Petit tête de Pierre de Wiessant

Details
Auguste Rodin (1840-1917)
Petit tête de Pierre de Wiessant
signed 'A. Rodin' (on the back); and stamped with foundry mark 'G. Rudier. Fondeur. Paris' (on the left side)
bronze with brown and green patina
4 x 3 x 3 1/4 in. (10.2 x 7.6 x 8.3 cm.)
Conceived 1886; this bronze version cast circa 1953-1954
Literature
A.E. Elsen, Rodin, New York, 1963, p. 70-75 (large bronze version illustrated p. 75).
I. Jianou and C. Goldscheider, Auguste Rodin, Paris, 1967, p. 98, pl. 47 (another cast illustrated).
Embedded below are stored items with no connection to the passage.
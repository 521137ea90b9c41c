//! Production HTTP client implementation using reqwest.

use http::{HeaderValue, header::USER_AGENT};

use super::{HttpClient, HttpError, HttpRequest, HttpResponse};

/// `User-Agent` sent with every request.
pub const USER_AGENT_VALUE: &str = concat!("data-go-kr/", env!("CARGO_PKG_VERSION"));

/// [`HttpClient`] backed by `reqwest`.
///
/// Each request carries a `User-Agent`. Timeouts are left to reqwest's
/// defaults.
///
/// # Example
///
/// ```no_run
/// use data_go_kr::fetch::{HttpClient, HttpRequest, ReqwestClient};
/// use url::Url;
///
/// # async fn example() -> Result<(), Box<dyn std::error::Error>> {
/// let client = ReqwestClient::new();
/// let url = Url::parse("https://apis.data.go.kr/B552584/ArpltnInforInqireSvc")?;
/// let response = client.request(HttpRequest::get(url)).await?;
/// println!("Status: {}", response.status);
/// # Ok(())
/// # }
/// ```
#[derive(Debug, Clone)]
pub struct ReqwestClient {
    inner: reqwest::Client,
}

impl ReqwestClient {
    /// Creates a client with a fresh connection pool.
    #[must_use]
    pub fn new() -> Self {
        Self::from_client(reqwest::Client::new())
    }

    /// Wraps an existing reqwest client.
    #[must_use]
    pub const fn from_client(client: reqwest::Client) -> Self {
        Self { inner: client }
    }
}

impl Default for ReqwestClient {
    fn default() -> Self {
        Self::new()
    }
}

impl HttpClient for ReqwestClient {
    async fn request(&self, req: HttpRequest) -> Result<HttpResponse, HttpError> {
        let response = self
            .inner
            .get(req.url.as_str())
            .headers(req.headers)
            .header(USER_AGENT, HeaderValue::from_static(USER_AGENT_VALUE))
            .send()
            .await
            .map_err(transport_error)?;

        let status = response.status();
        let headers = response.headers().clone();
        let body = response.bytes().await.map_err(transport_error)?.to_vec();

        tracing::trace!(%status, bytes = body.len(), "Response buffered");

        Ok(HttpResponse::new(status, headers, body))
    }
}

fn transport_error(e: reqwest::Error) -> HttpError {
    if e.is_timeout() {
        HttpError::Timeout
    } else if e.is_builder() {
        HttpError::InvalidUrl(e.to_string())
    } else {
        HttpError::Connection(Box::new(e))
    }
}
J. L. Tancock, The Sculpture of Auguste Rodin, Philadelphia, 1976, p. 369, 376, 380-389.
Sale room notice
The work was conceived in 1886 and this bronze version was cast circa 1953-1954. The year of the Galerie Georges Petit exhibition was 1887.

Lot Essay

Pierre de Wiessant was created in preparation for the Burghers of Calais, Rodin's first public sculpture commission. In the monument and full-figure studies, Wissant is depicted with his face turned away and right hand open in a gesture of humility. In the present cast, the artist has simplified the elements bringing greater focus to the facial expression which suggests self-sacrifice and anguish.
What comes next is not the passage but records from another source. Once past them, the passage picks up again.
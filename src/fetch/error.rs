//! Error types for fetch operations.

use thiserror::Error;

/// Error type for HTTP transport operations.
///
/// Describes what went wrong without dictating recovery strategy.
#[derive(Debug, Error)]
pub enum HttpError {
    /// Network connection failed.
    ///
    /// This includes DNS resolution failures, connection refused,
    /// and other network-level errors.
    #[error("Connection error: {0}")]
    Connection(#[source] Box<dyn std::error::Error + Send + Sync>),

    /// Request timed out.
    #[error("Request timed out")]
    Timeout,

    /// The provided URL is invalid.
    #[error("Invalid URL: {0}")]
    InvalidUrl(String),
}

/// Error for a single failed fetch attempt.
#[derive(Debug, Error)]
pub enum RequestError {
    /// The HTTP call itself failed.
    #[error("Request failed: {0}")]
    Http(#[from] HttpError),

    /// The response carried no `Content-Type` header.
    #[error("Response has no Content-Type header")]
    MissingContentType,

    /// The response format has no formatter.
    #[error("Unsupported response format {0}")]
    UnsupportedContentType(String),

    /// The service reported an error inside a successful response.
    ///
    /// Carries the raw response body.
    #[error("{0}")]
    ServiceError(String),

    /// The request could not be built from the parameters.
    #[error("Invalid request: {0}")]
    InvalidRequest(String),
}

/// Error returned by the retry loop.
#[derive(Debug, Error)]
pub enum FetchError {
    /// An attempt failed with an error that retrying cannot fix.
    #[error("{0}")]
    Rejected(#[source] RequestError),

    /// All attempts failed.
    #[error("Giving up after {attempts} attempt(s): {last_error}")]
    MaxRetriesExceeded {
        /// Number of attempts made
        attempts: u32,
        /// Error from the final attempt
        #[source]
        last_error: RequestError,
    },
}

impl FetchError {
    /// Returns the error from the final attempt.
    #[must_use]
    pub const fn last_error(&self) -> &RequestError {
        match self {
            Self::Rejected(e) | Self::MaxRetriesExceeded { last_error: e, .. } => e,
        }
    }
}
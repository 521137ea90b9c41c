//! Retry policy and attempt reporting.

use std::time::Duration;

use super::RequestError;

/// Configuration for fixed-delay retry behavior.
///
/// The delay is the same before every retry; there is no backoff.
///
/// # Defaults
///
/// - `max_retries`: 5
/// - `delay`: 1 second
///
/// # Example
///
/// ```
/// use data_go_kr::fetch::RetryPolicy;
/// use std::time::Duration;
///
/// let policy = RetryPolicy::new()
///     .with_max_retries(2)
///     .with_delay(Duration::from_millis(500));
///
/// assert_eq!(policy.max_attempts(), 3);
/// ```
#[derive(Debug, Clone, PartialEq, Eq)]
pub struct RetryPolicy {
    /// Number of retries after the initial attempt.
    pub max_retries: u32,

    /// Delay before each retry.
    pub delay: Duration,
}

impl RetryPolicy {
    /// Default number of retries.
    pub const DEFAULT_MAX_RETRIES: u32 = 5;

    /// Default delay between attempts (1 second).
    pub const DEFAULT_DELAY: Duration = Duration::from_millis(1000);

    /// Creates a new retry policy with default values.
    #[must_use]
    pub const fn new() -> Self {
        Self {
            max_retries: Self::DEFAULT_MAX_RETRIES,
            delay: Self::DEFAULT_DELAY,
        }
    }

    /// Sets the number of retries after the initial attempt.
    #[must_use]
    pub const fn with_max_retries(mut self, max_retries: u32) -> Self {
        self.max_retries = max_retries;
        self
    }

    /// Sets the delay between attempts.
    #[must_use]
    pub const fn with_delay(mut self, delay: Duration) -> Self {
        self.delay = delay;
        self
    }

    /// Total number of attempts, including the initial one.
    #[must_use]
    pub const fn max_attempts(&self) -> u32 {
        self.max_retries.saturating_add(1)
    }
}

impl Default for RetryPolicy {
    fn default() -> Self {
        Self::new()
    }
}

/// Receives progress notifications from the retry loop.
pub trait RetryReporter {
    /// Called after every failed attempt, before deciding whether to retry.
    fn attempt_failed(&mut self, attempt: u32, error: &RequestError);

    /// Called after the delay, right before retry `retry` of `max_retries`.
    fn retrying(&mut self, retry: u32, max_retries: u32);
}

/// Reporter that prints failures and retry progress to standard error.
///
/// Each error message is printed on its own line, followed by a
/// `Retry <n>/<max>` line before every retry.
#[derive(Debug, Clone, Copy, Default)]
pub struct StderrReporter;

impl RetryReporter for StderrReporter {
    fn attempt_failed(&mut self, _attempt: u32, error: &RequestError) {
        eprintln!("{error}");
    }

    fn retrying(&mut self, retry: u32, max_retries: u32) {
        eprintln!("\nRetry {retry}/{max_retries}");
    }
}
Rodin was firm in his belief that the models be natives of Calais and he looked to his friend "Coquelin cadet, celebrated actor of the Comédia Francaise" to pose as a man of the people (R. Butler, Rodin: The Shape of Genius, Dexter, Michigan, 1993, p. 205). Even before the completion of the monument, Rodin exhibited the full-scale figure and head of Pierre de Wiessant at the Galerie Georges Petit in 1884.